Content starts
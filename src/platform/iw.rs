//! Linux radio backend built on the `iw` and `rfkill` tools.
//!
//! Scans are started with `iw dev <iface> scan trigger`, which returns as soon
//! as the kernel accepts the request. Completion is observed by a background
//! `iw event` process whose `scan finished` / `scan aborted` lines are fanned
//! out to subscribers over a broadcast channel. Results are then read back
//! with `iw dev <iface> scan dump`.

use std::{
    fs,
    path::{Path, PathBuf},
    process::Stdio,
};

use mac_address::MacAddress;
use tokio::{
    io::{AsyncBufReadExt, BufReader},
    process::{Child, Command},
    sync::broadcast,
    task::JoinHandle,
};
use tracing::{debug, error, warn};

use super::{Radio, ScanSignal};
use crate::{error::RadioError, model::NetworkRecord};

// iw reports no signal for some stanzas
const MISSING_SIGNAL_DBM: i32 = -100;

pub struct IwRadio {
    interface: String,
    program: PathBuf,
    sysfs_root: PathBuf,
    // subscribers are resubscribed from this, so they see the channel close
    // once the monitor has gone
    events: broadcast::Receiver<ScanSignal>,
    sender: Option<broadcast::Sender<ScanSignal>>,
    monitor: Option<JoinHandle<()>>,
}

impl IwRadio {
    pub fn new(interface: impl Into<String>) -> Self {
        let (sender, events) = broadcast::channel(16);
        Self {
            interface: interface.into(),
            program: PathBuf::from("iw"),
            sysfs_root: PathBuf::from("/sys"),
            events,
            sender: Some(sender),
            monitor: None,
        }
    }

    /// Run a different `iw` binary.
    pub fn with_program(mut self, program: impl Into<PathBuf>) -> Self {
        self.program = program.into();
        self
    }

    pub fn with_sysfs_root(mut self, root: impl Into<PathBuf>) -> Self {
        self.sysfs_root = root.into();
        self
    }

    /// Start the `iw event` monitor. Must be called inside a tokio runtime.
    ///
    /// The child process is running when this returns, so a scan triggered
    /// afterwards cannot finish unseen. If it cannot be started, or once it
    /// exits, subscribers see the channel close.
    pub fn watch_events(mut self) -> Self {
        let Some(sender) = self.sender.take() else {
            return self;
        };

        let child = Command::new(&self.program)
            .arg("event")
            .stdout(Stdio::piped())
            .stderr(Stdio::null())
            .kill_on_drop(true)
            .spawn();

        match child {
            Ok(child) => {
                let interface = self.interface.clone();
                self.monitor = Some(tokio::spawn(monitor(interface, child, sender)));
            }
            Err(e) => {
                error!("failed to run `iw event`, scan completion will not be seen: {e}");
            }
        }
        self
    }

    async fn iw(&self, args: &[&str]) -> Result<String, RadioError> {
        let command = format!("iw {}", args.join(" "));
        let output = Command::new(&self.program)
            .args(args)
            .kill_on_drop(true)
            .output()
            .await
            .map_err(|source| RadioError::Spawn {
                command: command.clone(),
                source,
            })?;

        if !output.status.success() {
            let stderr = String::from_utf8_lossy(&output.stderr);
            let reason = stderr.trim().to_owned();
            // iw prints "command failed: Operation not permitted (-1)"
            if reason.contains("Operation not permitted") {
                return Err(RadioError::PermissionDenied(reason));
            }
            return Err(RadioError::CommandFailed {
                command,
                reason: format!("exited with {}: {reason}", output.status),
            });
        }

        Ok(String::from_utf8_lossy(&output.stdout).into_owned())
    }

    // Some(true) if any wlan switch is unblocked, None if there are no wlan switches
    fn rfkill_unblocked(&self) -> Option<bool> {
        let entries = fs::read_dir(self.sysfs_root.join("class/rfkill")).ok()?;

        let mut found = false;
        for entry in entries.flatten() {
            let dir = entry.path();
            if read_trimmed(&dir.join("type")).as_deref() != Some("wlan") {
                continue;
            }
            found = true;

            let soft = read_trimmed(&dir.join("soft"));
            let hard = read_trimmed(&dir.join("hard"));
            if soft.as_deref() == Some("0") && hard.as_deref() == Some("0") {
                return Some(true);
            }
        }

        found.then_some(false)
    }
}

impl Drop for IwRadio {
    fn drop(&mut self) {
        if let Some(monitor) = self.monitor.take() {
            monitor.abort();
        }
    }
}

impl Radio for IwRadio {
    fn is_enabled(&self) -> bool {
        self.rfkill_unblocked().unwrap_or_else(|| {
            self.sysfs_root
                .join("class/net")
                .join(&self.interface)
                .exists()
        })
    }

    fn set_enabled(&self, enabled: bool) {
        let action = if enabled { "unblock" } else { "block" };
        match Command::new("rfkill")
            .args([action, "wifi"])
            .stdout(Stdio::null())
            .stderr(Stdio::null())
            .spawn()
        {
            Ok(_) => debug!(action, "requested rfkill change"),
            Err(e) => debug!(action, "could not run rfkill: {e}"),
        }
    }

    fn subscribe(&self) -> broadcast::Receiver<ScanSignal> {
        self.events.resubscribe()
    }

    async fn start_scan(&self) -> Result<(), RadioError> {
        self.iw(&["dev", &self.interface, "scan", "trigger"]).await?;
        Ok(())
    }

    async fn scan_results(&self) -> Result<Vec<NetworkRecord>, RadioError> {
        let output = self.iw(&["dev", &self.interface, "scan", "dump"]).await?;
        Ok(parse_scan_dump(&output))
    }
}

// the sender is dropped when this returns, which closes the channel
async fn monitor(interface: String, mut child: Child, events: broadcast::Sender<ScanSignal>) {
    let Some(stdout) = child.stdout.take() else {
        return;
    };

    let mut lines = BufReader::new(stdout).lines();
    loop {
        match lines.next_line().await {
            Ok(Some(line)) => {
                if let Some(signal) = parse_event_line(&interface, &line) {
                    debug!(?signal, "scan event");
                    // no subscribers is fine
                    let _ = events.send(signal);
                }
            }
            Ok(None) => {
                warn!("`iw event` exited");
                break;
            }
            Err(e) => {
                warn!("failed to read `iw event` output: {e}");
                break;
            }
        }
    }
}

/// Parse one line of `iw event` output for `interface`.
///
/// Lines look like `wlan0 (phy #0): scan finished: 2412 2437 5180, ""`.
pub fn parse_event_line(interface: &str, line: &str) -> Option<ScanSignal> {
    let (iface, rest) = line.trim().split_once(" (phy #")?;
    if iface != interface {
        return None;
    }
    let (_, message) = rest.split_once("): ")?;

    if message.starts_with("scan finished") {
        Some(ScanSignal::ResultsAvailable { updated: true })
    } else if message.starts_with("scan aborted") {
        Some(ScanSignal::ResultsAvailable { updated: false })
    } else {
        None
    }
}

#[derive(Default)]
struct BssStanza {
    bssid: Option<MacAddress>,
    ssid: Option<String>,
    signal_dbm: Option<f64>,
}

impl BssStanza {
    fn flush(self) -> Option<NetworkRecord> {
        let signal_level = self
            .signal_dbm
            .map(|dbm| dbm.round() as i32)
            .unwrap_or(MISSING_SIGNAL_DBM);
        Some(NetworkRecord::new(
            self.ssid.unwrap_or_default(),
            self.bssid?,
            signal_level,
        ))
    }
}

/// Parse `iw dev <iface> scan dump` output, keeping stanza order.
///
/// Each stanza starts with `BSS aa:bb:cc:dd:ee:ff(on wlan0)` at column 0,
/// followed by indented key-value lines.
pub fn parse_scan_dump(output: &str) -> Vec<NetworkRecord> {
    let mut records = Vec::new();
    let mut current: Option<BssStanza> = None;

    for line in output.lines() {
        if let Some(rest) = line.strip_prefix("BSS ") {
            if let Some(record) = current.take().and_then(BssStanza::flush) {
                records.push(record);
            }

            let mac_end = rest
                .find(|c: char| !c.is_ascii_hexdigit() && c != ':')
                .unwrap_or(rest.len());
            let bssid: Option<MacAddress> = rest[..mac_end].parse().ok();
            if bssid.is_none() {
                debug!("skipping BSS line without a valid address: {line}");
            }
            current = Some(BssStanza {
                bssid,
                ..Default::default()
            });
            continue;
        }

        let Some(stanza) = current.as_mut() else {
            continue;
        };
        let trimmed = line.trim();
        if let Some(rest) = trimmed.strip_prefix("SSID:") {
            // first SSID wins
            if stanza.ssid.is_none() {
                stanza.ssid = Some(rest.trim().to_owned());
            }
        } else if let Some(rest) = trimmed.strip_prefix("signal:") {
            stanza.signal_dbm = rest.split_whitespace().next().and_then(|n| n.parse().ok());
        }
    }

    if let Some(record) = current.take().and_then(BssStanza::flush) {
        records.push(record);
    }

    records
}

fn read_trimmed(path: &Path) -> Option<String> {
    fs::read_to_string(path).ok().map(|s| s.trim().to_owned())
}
Content ends
Content starts
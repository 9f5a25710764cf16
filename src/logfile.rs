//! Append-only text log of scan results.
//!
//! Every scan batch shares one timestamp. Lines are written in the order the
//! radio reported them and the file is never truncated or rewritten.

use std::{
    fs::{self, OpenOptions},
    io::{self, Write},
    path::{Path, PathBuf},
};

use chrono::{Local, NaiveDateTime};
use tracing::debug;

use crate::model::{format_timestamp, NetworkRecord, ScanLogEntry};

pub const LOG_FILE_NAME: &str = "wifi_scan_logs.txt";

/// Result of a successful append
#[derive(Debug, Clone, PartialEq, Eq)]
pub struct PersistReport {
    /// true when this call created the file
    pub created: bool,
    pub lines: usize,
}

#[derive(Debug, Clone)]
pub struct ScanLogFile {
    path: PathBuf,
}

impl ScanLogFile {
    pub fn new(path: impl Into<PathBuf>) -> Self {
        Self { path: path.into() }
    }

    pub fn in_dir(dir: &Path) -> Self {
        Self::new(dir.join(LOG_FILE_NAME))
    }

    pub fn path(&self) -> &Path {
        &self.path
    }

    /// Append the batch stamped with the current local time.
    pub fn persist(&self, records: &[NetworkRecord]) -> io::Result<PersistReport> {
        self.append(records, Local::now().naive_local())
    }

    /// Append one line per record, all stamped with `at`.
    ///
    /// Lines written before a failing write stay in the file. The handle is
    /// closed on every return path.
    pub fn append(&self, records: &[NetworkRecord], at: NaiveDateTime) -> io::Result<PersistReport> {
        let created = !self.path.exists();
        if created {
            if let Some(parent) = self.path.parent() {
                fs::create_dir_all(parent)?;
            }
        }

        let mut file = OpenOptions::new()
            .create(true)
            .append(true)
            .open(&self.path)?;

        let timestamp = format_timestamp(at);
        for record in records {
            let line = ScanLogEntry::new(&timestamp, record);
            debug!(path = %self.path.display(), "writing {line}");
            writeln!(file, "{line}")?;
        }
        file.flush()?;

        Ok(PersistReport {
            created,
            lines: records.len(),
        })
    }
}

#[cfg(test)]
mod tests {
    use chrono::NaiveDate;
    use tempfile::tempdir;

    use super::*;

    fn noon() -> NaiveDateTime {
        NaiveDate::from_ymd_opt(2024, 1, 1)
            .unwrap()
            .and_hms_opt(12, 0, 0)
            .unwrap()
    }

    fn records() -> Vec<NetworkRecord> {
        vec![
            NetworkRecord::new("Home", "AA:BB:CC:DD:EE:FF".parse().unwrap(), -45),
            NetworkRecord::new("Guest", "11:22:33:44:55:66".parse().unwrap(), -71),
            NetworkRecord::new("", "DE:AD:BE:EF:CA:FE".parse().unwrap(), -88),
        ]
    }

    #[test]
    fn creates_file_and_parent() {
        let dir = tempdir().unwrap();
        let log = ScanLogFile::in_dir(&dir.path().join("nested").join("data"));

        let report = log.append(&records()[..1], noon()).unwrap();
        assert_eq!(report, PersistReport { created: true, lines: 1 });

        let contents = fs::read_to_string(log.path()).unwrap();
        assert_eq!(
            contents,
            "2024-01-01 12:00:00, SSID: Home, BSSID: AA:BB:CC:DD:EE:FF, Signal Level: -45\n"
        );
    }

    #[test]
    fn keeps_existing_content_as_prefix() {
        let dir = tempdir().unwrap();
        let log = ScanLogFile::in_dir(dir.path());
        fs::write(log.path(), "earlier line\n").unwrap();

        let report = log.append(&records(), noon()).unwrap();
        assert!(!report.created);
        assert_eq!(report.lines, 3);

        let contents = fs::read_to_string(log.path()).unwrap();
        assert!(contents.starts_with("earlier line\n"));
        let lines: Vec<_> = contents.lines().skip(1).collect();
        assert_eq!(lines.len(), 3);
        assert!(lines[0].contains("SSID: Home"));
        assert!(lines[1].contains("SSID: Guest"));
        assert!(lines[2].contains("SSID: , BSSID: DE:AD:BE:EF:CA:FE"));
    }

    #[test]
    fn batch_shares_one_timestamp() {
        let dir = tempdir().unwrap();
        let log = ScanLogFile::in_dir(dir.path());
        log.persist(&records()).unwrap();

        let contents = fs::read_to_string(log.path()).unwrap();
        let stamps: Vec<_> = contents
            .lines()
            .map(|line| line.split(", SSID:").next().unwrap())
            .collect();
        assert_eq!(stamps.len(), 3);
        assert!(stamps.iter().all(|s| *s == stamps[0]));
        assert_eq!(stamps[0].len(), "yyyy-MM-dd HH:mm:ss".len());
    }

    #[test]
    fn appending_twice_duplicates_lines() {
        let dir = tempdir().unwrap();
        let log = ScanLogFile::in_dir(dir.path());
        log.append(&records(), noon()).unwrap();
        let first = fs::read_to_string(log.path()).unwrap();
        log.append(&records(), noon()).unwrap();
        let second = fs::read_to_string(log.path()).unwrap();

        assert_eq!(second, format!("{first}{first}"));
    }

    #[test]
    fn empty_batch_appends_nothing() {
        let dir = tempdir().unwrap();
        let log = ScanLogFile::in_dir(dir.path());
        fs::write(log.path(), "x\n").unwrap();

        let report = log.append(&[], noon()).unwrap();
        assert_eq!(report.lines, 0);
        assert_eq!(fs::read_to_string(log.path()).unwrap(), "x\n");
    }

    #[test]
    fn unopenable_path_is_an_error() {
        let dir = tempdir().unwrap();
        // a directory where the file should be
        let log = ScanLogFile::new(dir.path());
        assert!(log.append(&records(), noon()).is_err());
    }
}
Content ends
TASK TO COMPLETE: Filter the listing by the string "true"; copy each matching line.

EXPECTED ANSWER:
            .kill_on_drop(true)
            .kill_on_drop(true)
    // Some(true) if any wlan switch is unblocked, None if there are no wlan switches
            found = true;
                return Some(true);
        Some(ScanSignal::ResultsAvailable { updated: true })
    /// true when this call created the file
            .create(true)
            .append(true)
        assert_eq!(report, PersistReport { created: true, lines: 1 });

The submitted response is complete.